[Stored dataset items]

=== Section Start ===

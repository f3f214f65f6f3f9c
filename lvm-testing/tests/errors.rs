mod common;

use common::{VG, expect_kind, lab};
use liblvm::{ErrorKind, Operation, OpenMode};
use lvm_testing::{GIB, MIB};

#[test]
fn read_mode_refuses_to_create_and_leaves_group_untouched() {
    let lab = lab();
    let seqno = lab.vg_seqno(VG);
    let lvm = lab.open().unwrap();
    let vg = lvm.vg_open(VG, OpenMode::Read).unwrap();

    let err = expect_kind(vg.create_lv_linear("lv_foobar", MIB), ErrorKind::Capability);
    assert!(!err.is_retryable());
    assert!(err.native().is_none());
    assert_eq!(err.failure().operation, Operation::CreateLvLinear);

    assert!(lab.lv_names(VG).is_empty());
    assert_eq!(lab.vg_seqno(VG), seqno);
    assert_eq!(lab.is_dirty(VG), Some(false));
}

#[test]
fn read_mode_refuses_every_mutation() {
    let lab = lab();
    lab.create_lv(VG, "data", MIB, true).unwrap();
    lab.add_device("/dev/sdx", 101 * MIB);
    let lvm = lab.open().unwrap();
    let vg = lvm.vg_open(VG, OpenMode::Read).unwrap();
    let lv = vg.lv_from_name("data").unwrap();
    let pv = vg.pv_from_name("/dev/loop0").unwrap();

    expect_kind(lv.add_tag("t"), ErrorKind::Capability);
    expect_kind(lv.remove_tag("t"), ErrorKind::Capability);
    expect_kind(lv.deactivate(), ErrorKind::Capability);
    expect_kind(lv.activate(), ErrorKind::Capability);
    expect_kind(lv.remove(), ErrorKind::Capability);
    expect_kind(lv.resize(8 * MIB), ErrorKind::Capability);
    expect_kind(vg.add_tag("t"), ErrorKind::Capability);
    expect_kind(vg.extend("/dev/sdx"), ErrorKind::Capability);
    expect_kind(vg.reduce("/dev/loop1"), ErrorKind::Capability);
    expect_kind(vg.set_extent_size(8 * 1024 * 1024), ErrorKind::Capability);
    expect_kind(vg.write(), ErrorKind::Capability);
    expect_kind(vg.remove(), ErrorKind::Capability);
    expect_kind(pv.resize(50 * MIB), ErrorKind::Capability);

    // reads still work
    assert_eq!(lv.name().unwrap(), "data");
    assert!(lv.is_active().unwrap());
    assert_eq!(lab.lv_active(VG, "data"), Some(true));
    assert!(lab.lv_tags(VG, "data").unwrap().is_empty());
}

#[test]
fn missing_volume_group_is_not_found() {
    let lab = lab();
    let lvm = lab.open().unwrap();

    let err = expect_kind(lvm.vg_open("nope", OpenMode::Read), ErrorKind::NotFound);
    assert_eq!(err.native().map(|native| native.errno), Some(libc::ENOENT));
    assert_eq!(lvm.last_error().unwrap().errno, libc::ENOENT);
}

#[test]
fn missing_volumes_are_not_found() {
    let lab = lab();
    let lvm = lab.open().unwrap();
    let vg = lvm.vg_open(VG, OpenMode::Read).unwrap();

    expect_kind(vg.lv_from_name("nope"), ErrorKind::NotFound);
    expect_kind(vg.lv_from_uuid("aaaaaa-bbbb-cccc-dddd-eeee-ffff-gggggg"), ErrorKind::NotFound);
    expect_kind(vg.pv_from_name("/dev/nope"), ErrorKind::NotFound);
}

#[test]
fn externally_locked_group_reports_retryable_lock() {
    let lab = lab();
    let lvm = lab.open().unwrap();

    lab.lock_vg(VG);
    let err = expect_kind(lvm.vg_open(VG, OpenMode::Write), ErrorKind::Lock);
    assert!(err.is_retryable());

    lab.unlock_vg(VG);
    lvm.vg_open(VG, OpenMode::Write).unwrap();
}

#[test]
fn write_lock_excludes_other_library_handles() {
    let lab = lab();
    let first = lab.open().unwrap();
    let second = lab.open().unwrap();

    let writer = first.vg_open(VG, OpenMode::Write).unwrap();
    expect_kind(second.vg_open(VG, OpenMode::Read), ErrorKind::Lock);
    expect_kind(second.vg_open(VG, OpenMode::Write), ErrorKind::Lock);

    writer.close().unwrap();
    let reader = second.vg_open(VG, OpenMode::Read).unwrap();
    let other_reader = first.vg_open(VG, OpenMode::Read).unwrap();
    expect_kind(first.vg_open(VG, OpenMode::Write), ErrorKind::Lock);
    drop(reader);
    drop(other_reader);
    first.vg_open(VG, OpenMode::Write).unwrap();
}

#[test]
fn oversized_volume_is_rejected_before_allocation() {
    let lab = lab();
    let lvm = lab.open().unwrap();
    let vg = lvm.vg_open(VG, OpenMode::Write).unwrap();

    let err = expect_kind(vg.create_lv_linear("big", GIB), ErrorKind::InsufficientSpace);
    assert!(!err.is_retryable());
    assert!(lab.lv_names(VG).is_empty());

    // exactly the free space fits
    let free = vg.free_size().unwrap();
    vg.create_lv_linear("all", free).unwrap();
    assert_eq!(vg.free_extent_count().unwrap(), 0);
    expect_kind(vg.create_lv_linear("more", 1), ErrorKind::InsufficientSpace);
}

#[test]
fn zero_size_is_an_invalid_argument() {
    let lab = lab();
    let lvm = lab.open().unwrap();
    let vg = lvm.vg_open(VG, OpenMode::Write).unwrap();

    expect_kind(vg.create_lv_linear("empty", 0), ErrorKind::InvalidArgument);
}

#[test]
fn malformed_and_duplicate_names_are_invalid() {
    let lab = lab();
    let lvm = lab.open().unwrap();
    let vg = lvm.vg_open(VG, OpenMode::Write).unwrap();

    for bad in ["", "has space", "-dash", "snapshot0", "x_rimage_0", "a/b"] {
        expect_kind(vg.create_lv_linear(bad, MIB), ErrorKind::InvalidName);
    }
    expect_kind(lvm.vg_open("bad name", OpenMode::Read), ErrorKind::InvalidName);

    vg.create_lv_linear("lv_foobar", MIB).unwrap();
    let err = expect_kind(vg.create_lv_linear("lv_foobar", MIB), ErrorKind::InvalidName);
    assert_eq!(err.native().map(|native| native.errno), Some(libc::EEXIST));
    assert_eq!(lab.lv_names(VG), vec!["lv_foobar"]);
}

#[test]
fn malformed_tags_are_invalid() {
    let lab = lab();
    let lvm = lab.open().unwrap();
    let vg = lvm.vg_open(VG, OpenMode::Write).unwrap();
    let lv = vg.create_lv_linear("data", MIB).unwrap();

    let too_long = "t".repeat(1025);
    for bad in ["", "has space", "semi;colon", too_long.as_str()] {
        expect_kind(lv.add_tag(bad), ErrorKind::InvalidTag);
        expect_kind(vg.add_tag(bad), ErrorKind::InvalidTag);
    }
    lv.add_tag("ok.tag-1+/=!:&#").unwrap();
}

#[test]
fn initialization_failure_is_reported() {
    let lab = lab();
    lab.fail_init(libc::EACCES, "Failed to initialize locking");

    let err = expect_kind(lab.open(), ErrorKind::Initialization);
    assert!(!err.is_retryable());
    assert!(err.to_string().starts_with("LVM library initialization failed"));
    assert_eq!(lab.live_backends(), 0);
}

#[test]
fn unknown_library_failures_are_surfaced_not_swallowed() {
    let lab = lab();
    let lvm = lab.open().unwrap();
    let vg = lvm.vg_open(VG, OpenMode::Write).unwrap();
    let lv = vg.create_lv_linear("data", MIB).unwrap();

    lab.inject_failure("lv_activate", libc::EIO, "Failed to resume data");
    let err = expect_kind(lv.activate(), ErrorKind::Native);
    let native = err.native().unwrap();
    assert_eq!(native.errno, libc::EIO);
    assert_eq!(native.message, "Failed to resume data");
    assert!(err.to_string().contains("myvg/data"));
}

#[test]
fn failed_commit_keeps_the_group_open() {
    let lab = lab();
    let lvm = lab.open().unwrap();
    let vg = lvm.vg_open(VG, OpenMode::Write).unwrap();
    let lv = vg.create_lv_linear("data", MIB).unwrap();

    lab.inject_failure("vg_write", libc::EIO, "Failed to write metadata");
    let err = expect_kind(lv.add_tag("pending"), ErrorKind::Native);
    assert_eq!(err.failure().operation, Operation::VgWrite);
    assert!(vg.is_open());
    assert_eq!(lab.is_dirty(VG), Some(true));

    vg.write().unwrap();
    assert_eq!(lab.is_dirty(VG), Some(false));
    assert!(lab.lv_tags(VG, "data").unwrap().contains("pending"));
}

#[test]
fn message_text_classifies_bare_einval() {
    let lab = lab();
    let lvm = lab.open().unwrap();
    let vg = lvm.vg_open(VG, OpenMode::Write).unwrap();
    let lv = vg.create_lv_linear("data", MIB).unwrap();

    lab.inject_failure("lv_deactivate", libc::EINVAL, "Logical volume myvg/data in use.");
    expect_kind(lv.deactivate(), ErrorKind::Busy);

    lab.inject_failure("vg_open", libc::EINVAL, "Can't get lock for myvg");
    drop(vg);
    expect_kind(lvm.vg_open(VG, OpenMode::Write), ErrorKind::Lock);
}

#[test]
fn block_in_a_message_is_not_a_lock() {
    let lab = lab();
    let lvm = lab.open().unwrap();
    let vg = lvm.vg_open(VG, OpenMode::Write).unwrap();
    let lv = vg.create_lv_linear("data", MIB).unwrap();

    lab.inject_failure("lv_resize", libc::EINVAL, "Failed to read metadata block from /dev/loop0");
    let err = expect_kind(lv.resize(8 * MIB), ErrorKind::InvalidArgument);
    assert!(!err.is_retryable());
}

#[test]
fn stale_errno_does_not_fail_empty_listings() {
    let lab = lab();
    let lvm = lab.open().unwrap();
    expect_kind(lvm.vg_open("nope", OpenMode::Read), ErrorKind::NotFound);

    let vg = lvm.vg_open(VG, OpenMode::Read).unwrap();
    assert!(vg.list_lvs().unwrap().is_empty());
    assert_eq!(vg.info().unwrap().lv_count, 0);
    assert_eq!(vg.list_pvs().unwrap().len(), 2);

    // lvm2app never clears errno on success
    assert_eq!(lvm.last_error().unwrap().errno, libc::ENOENT);
}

=== Section End ===

Repeat every line exactly, starting with the first line of the entries, and stop once the line containing "expect_kind(lv.activate(), ErrorKind::Capability);" has been given.

Answer:
repository f3f214f65f6f3f9c
filename lvm-testing/tests/errors.rs
mod common;

use common::{VG, expect_kind, lab};
use liblvm::{ErrorKind, Operation, OpenMode};
use lvm_testing::{GIB, MIB};

#[test]
fn read_mode_refuses_to_create_and_leaves_group_untouched() {
    let lab = lab();
    let seqno = lab.vg_seqno(VG);
    let lvm = lab.open().unwrap();
    let vg = lvm.vg_open(VG, OpenMode::Read).unwrap();

    let err = expect_kind(vg.create_lv_linear("lv_foobar", MIB), ErrorKind::Capability);
    assert!(!err.is_retryable());
    assert!(err.native().is_none());
    assert_eq!(err.failure().operation, Operation::CreateLvLinear);

    assert!(lab.lv_names(VG).is_empty());
    assert_eq!(lab.vg_seqno(VG), seqno);
    assert_eq!(lab.is_dirty(VG), Some(false));
}

#[test]
fn read_mode_refuses_every_mutation() {
    let lab = lab();
    lab.create_lv(VG, "data", MIB, true).unwrap();
    lab.add_device("/dev/sdx", 101 * MIB);
    let lvm = lab.open().unwrap();
    let vg = lvm.vg_open(VG, OpenMode::Read).unwrap();
    let lv = vg.lv_from_name("data").unwrap();
    let pv = vg.pv_from_name("/dev/loop0").unwrap();

    expect_kind(lv.add_tag("t"), ErrorKind::Capability);
    expect_kind(lv.remove_tag("t"), ErrorKind::Capability);
    expect_kind(lv.deactivate(), ErrorKind::Capability);
    expect_kind(lv.activate(), ErrorKind::Capability);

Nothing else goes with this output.